Respect nature, this was part of the lesson. Learn about where you are. Winter is harsh in the North Country. And also respect the people who live in a place. Be curious, investigate, learn from them. Don’t assume you know more than they do or treat the world like it’s yours for the taking. The young artist showed my father his sketchbook, full of studies of nature and animals and people. My father flipped through it, admiring forest scenes, young and old faces, white and Mohawk, and then one image brought him to a full stop.

“What an amazing character he was,” said the New York artist. “That man lived in a log cabin deep in the woods. He wore a World War I helmet and carried a shotgun and didn’t tell stories so much as act them out.”

“By God, if it wasn’t my Uncle Walter,” said my father.
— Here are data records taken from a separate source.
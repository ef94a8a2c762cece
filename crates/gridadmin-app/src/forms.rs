// Copyright 2026 Phillip Cloud
// Licensed under the Apache License, Version 2.0

use anyhow::{Result, anyhow, bail};
use serde_json::{Map, Number, Value};
use time::Date;
use time::macros::format_description;

use crate::ColumnMeta;

pub const OPERATION_TYPE_COLUMN: &str = "type";
pub const DATE_COLUMN: &str = "date";

/// Values the backend accepts for the operation type column.
pub const OPERATION_TYPES: [&str; 5] = ["Заявка", "Приход", "Выдача", "Закрыто", "Списано"];

const FIELD_LABELS: [(&str, &str); 8] = [
    ("name", "Наименование"),
    ("article", "Артикул производителя"),
    ("quantity", "Количество"),
    ("unit", "Единицы измерения (шт, кг, м)"),
    ("date", "Дата операции"),
    ("note", "Примечание"),
    ("document", "Документ-основание"),
    ("type", "Тип операции"),
];

#[derive(Debug, Clone, PartialEq, Eq)]
pub enum InputKind {
    Text,
    /// Decimal input with no step restriction.
    Number,
    Date,
    Select(Vec<String>),
}

impl InputKind {
    pub const fn label(&self) -> &'static str {
        match self {
            Self::Text => "text",
            Self::Number => "number",
            Self::Date => "date",
            Self::Select(_) => "select",
        }
    }
}

#[derive(Debug, Clone, PartialEq, Eq)]
pub struct FormField {
    pub column: String,
    pub label: String,
    pub kind: InputKind,
    pub required: bool,
    pub value: String,
}

impl FormField {
    /// Label as shown to the operator, marked when the field is required.
    pub fn display_label(&self) -> String {
        if self.required {
            format!("{} *", self.label)
        } else {
            self.label.clone()
        }
    }
}

#[derive(Debug, Clone, PartialEq, Eq)]
pub struct InsertForm {
    pub table: String,
    pub fields: Vec<FormField>,
}

pub fn field_label(column: &str) -> String {
    FIELD_LABELS
        .iter()
        .find(|(name, _)| *name == column)
        .map_or_else(|| column.to_owned(), |(_, label)| (*label).to_owned())
}

/// Builds the insert form for `table` from its column metadata alone.
pub fn synthesize(table: &str, columns: &[ColumnMeta], today: Date) -> InsertForm {
    let fields = columns
        .iter()
        .filter(|column| !column.is_primary_key)
        .map(|column| {
            let kind = input_kind(column);
            let value = match &kind {
                InputKind::Select(options) => options.first().cloned().unwrap_or_default(),
                InputKind::Date if column.name == DATE_COLUMN => format_date(today),
                _ => String::new(),
            };
            FormField {
                column: column.name.clone(),
                label: field_label(&column.name),
                kind,
                required: !column.nullable,
                value,
            }
        })
        .collect();

    InsertForm {
        table: table.to_owned(),
        fields,
    }
}

fn input_kind(column: &ColumnMeta) -> InputKind {
    if column.name == OPERATION_TYPE_COLUMN {
        let options = OPERATION_TYPES.iter().map(|kind| (*kind).to_owned()).collect();
        return InputKind::Select(options);
    }
    if column.name == DATE_COLUMN || column.is_date() {
        return InputKind::Date;
    }
    if column.is_numeric() {
        return InputKind::Number;
    }
    InputKind::Text
}

fn format_date(date: Date) -> String {
    date.format(&format_description!("[year]-[month]-[day]"))
        .unwrap_or_else(|_| date.to_string())
}

impl InsertForm {
    pub fn field(&self, column: &str) -> Option<&FormField> {
        self.fields.iter().find(|field| field.column == column)
    }

    pub fn set_value(&mut self, column: &str, value: &str) -> Result<()> {
        let field = self
            .fields
            .iter_mut()
            .find(|field| field.column == column)
            .ok_or_else(|| anyhow!("{} has no input for column {column:?}", self.table))?;
        if let InputKind::Select(options) = &field.kind
            && !options.iter().any(|option| option == value)
        {
            bail!(
                "{value:?} is not a valid {} -- choose one of: {}",
                field.label,
                options.join(", ")
            );
        }
        field.value = value.to_owned();
        Ok(())
    }

    /// Cycles a select field to its next option.
    pub fn cycle_option(&mut self, column: &str) -> Option<&str> {
        let field = self.fields.iter_mut().find(|field| field.column == column)?;
        let InputKind::Select(options) = &field.kind else {
            return None;
        };
        let current = options.iter().position(|option| *option == field.value);
        let next = current.map_or(0, |index| (index + 1) % options.len().max(1));
        field.value = options.get(next)?.clone();
        Some(field.value.as_str())
    }

    /// Assembles the insert body. Numeric inputs become JSON numbers and
    /// blank optional inputs become null.
    pub fn submission(&self) -> Result<Map<String, Value>> {
        let mut values = Map::new();
        for field in &self.fields {
            let raw = field.value.trim();
            if raw.is_empty() {
                if field.required {
                    bail!("{} is required -- fill it in and retry", field.label);
                }
                values.insert(field.column.clone(), Value::Null);
                continue;
            }

            let value = match field.kind {
                InputKind::Number => Value::Number(parse_number(raw).ok_or_else(|| {
                    anyhow!("{} must be a number, got {raw:?}", field.label)
                })?),
                InputKind::Date => {
                    Date::parse(raw, &format_description!("[year]-[month]-[day]")).map_err(|_| {
                        anyhow!("{} must be a date like 2024-01-31, got {raw:?}", field.label)
                    })?;
                    Value::String(raw.to_owned())
                }
                InputKind::Text | InputKind::Select(_) => Value::String(field.value.clone()),
            };
            values.insert(field.column.clone(), value);
        }
        Ok(values)
    }
}

fn parse_number(raw: &str) -> Option<Number> {
    if let Ok(integer) = raw.parse::<i64>() {
        return Some(Number::from(integer));
    }
    raw.replace(',', ".")
        .parse::<f64>()
        .ok()
        .and_then(Number::from_f64)
}

#[cfg(test)]
mod tests {
    use super::{InputKind, OPERATION_TYPES, field_label, synthesize};
    use crate::ColumnMeta;
    use serde_json::{Value, json};
    use time::macros::date;

    fn parts_columns() -> Vec<ColumnMeta> {
        vec![
            ColumnMeta::new("id", "INTEGER").primary_key(),
            ColumnMeta::new("name", "TEXT"),
            ColumnMeta::new("qty", "INTEGER").not_null(),
        ]
    }

    #[test]
    fn parts_form_has_two_inputs() {
        let form = synthesize("parts", &parts_columns(), date!(2026 - 03 - 14));

        assert_eq!(form.fields.len(), 2);
        let name = form.field("name").expect("name input");
        assert_eq!(name.kind, InputKind::Text);
        assert!(!name.required);
        let qty = form.field("qty").expect("qty input");
        assert_eq!(qty.kind, InputKind::Number);
        assert!(qty.required);
        assert!(form.field("id").is_none());
    }

    #[test]
    fn operation_type_becomes_select_with_first_value_preselected() {
        let columns = vec![ColumnMeta::new("type", "TEXT").not_null()];
        let form = synthesize("moves", &columns, date!(2026 - 03 - 14));

        let field = form.field("type").expect("type input");
        assert_eq!(
            field.kind,
            InputKind::Select(OPERATION_TYPES.iter().map(|kind| (*kind).to_owned()).collect())
        );
        assert_eq!(field.value, "Заявка");
        assert_eq!(field.display_label(), "Тип операции *");
    }

    #[test]
    fn date_column_defaults_to_today() {
        let columns = vec![
            ColumnMeta::new("date", "TEXT"),
            ColumnMeta::new("shipped", "DATE"),
        ];
        let form = synthesize("moves", &columns, date!(2026 - 03 - 04));

        assert_eq!(form.field("date").map(|field| field.value.as_str()), Some("2026-03-04"));
        let shipped = form.field("shipped").expect("shipped input");
        assert_eq!(shipped.kind, InputKind::Date);
        assert_eq!(shipped.value, "");
    }

    #[test]
    fn submission_coerces_numbers_and_nulls_blanks() -> anyhow::Result<()> {
        let mut form = synthesize("parts", &parts_columns(), date!(2026 - 03 - 14));
        form.set_value("qty", "12")?;

        let values = form.submission()?;
        assert_eq!(Value::Object(values), json!({"name": null, "qty": 12}));

        form.set_value("qty", "2.5")?;
        form.set_value("name", "Bolt M6")?;
        let values = form.submission()?;
        assert_eq!(Value::Object(values), json!({"name": "Bolt M6", "qty": 2.5}));
        Ok(())
    }

    #[test]
    fn submission_rejects_missing_required_and_bad_numbers() -> anyhow::Result<()> {
        let mut form = synthesize("parts", &parts_columns(), date!(2026 - 03 - 14));

        let error = form.submission().expect_err("qty is required");
        assert!(error.to_string().contains("qty is required"));

        form.set_value("qty", "many")?;
        let error = form.submission().expect_err("qty must be numeric");
        assert!(error.to_string().contains("must be a number"));
        Ok(())
    }

    #[test]
    fn select_rejects_values_outside_vocabulary() {
        let columns = vec![ColumnMeta::new("type", "TEXT")];
        let mut form = synthesize("moves", &columns, date!(2026 - 03 - 14));

        assert!(form.set_value("type", "Возврат").is_err());
        assert_eq!(form.cycle_option("type"), Some("Приход"));
        assert!(form.set_value("missing", "x").is_err());
    }

    #[test]
    fn unknown_columns_keep_raw_names_as_labels() {
        assert_eq!(field_label("quantity"), "Количество");
        assert_eq!(field_label("qty"), "qty");
    }
}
Learn about your relatives and your ancestors—this was the other part of the lesson. Don’t assume that you have grown beyond them. And also remember that the first and wisest people on this land regarded everything around them, not just humans related by blood but also plants and animals and the earth and stars, as relatives and ancestors. Wellness, they understood, depends on knowing our place in a greater cycle.
“Today we have gathered and see that the cycles of life continue.” The Mohawk people gave (and still give) thanks together often. They offer thanks to the People, to Mother Earth and all her plants and herbs and creatures, to the Sun, the Moon, the Stars, the Waters, the Four Winds, and the Teachers.

The word Mohawk was all around me growing up in northern New York: Mohawk River, Mohawk Valley, the Niagara Mohawk Power Company. I was surrounded by reminders of a nation vanquished by my European ancestors, the colonizing settlers who ultimately gave rise to Great Uncle Walter and me.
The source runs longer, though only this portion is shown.